Ford Focus RS Mk2 v Mk3

Any manufacturer that uses the letters ‘RS’  for their top-of-the-range derivatives usually wants to showcase what they can really do when pushed to the limit, they have a wild side that they just can’t contain. Ford is one of these brands and obviously I’m talking about the Focus RS Mk3; but this is not the first RS Ford has built, so l got to drive the mk2 to answer the question; “Has the Ford RS division gone tame or crazier?

Ford Focus RS Mk2

The old.

The mk2 RS has a 2.5-litre 224 kW engine putting out 440 N.m of torque. Now that doesn’t sound like a lot but considering the times when it was produced, back in 2009, this was almost impossible, especially considering that all this power was sent through to the front wheels. Ford did an outstanding job trying to control the power using a limited slip differential, a crucial piece needed to reign the Focus in.
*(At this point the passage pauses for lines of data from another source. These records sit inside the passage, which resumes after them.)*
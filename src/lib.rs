//! Drag country shapes over the globe and watch them keep their true size.
//!
//! The geometric engine lives in the member crates; this crate re-exports
//! them and adds the drag [`session`] that ties features, drop targets, and
//! celestial bodies together.

pub mod session;

pub use truesize_config as config;
pub use truesize_core as primitives;
pub use truesize_export as export;
pub use truesize_geometry as geometry;
pub use truesize_sphere as sphere;
//! GeoJSON-shaped geometry and the per-vertex transforms that move it over the sphere.

pub mod feature;
pub mod geojson;
pub mod geometry;
pub mod transform;

pub use feature::{CountryFeature, centroid};
pub use geojson::{GeoJsonError, load_features, parse_feature_collection, parse_geometry};
pub use geometry::{Geometry, Position, RawGeometry};
pub use transform::{relocate, relocate_on_body, rotate_geometry, scale_geometry};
Ford’s WRC team also developed something called the RevoKnuckle to further help the power to channel smoothly through the front suspension. Even today, the car feels extremely alive and raw, like a lion eating its prey uncooked, unrefined, however, even with all these elements you feel very much in control, but you get the sense that the car was made to make you feel like a mad man, your steering wheel is your shield and the gear lever is your ‘Knobkerrie’.

Ford Focus RS Mk2

2008 New Ford Focus RS. (12/12/08)

With no driver modes, this car is only controlled by your right foot and boy is it such a thrill, the noise from the 5 cylinder engine under hood is just fantastic, I couldn’t get enough. Added to this noise is the flames thrown by the exhaust system as it backfires, one may think they have landed up in a war zone from the noise!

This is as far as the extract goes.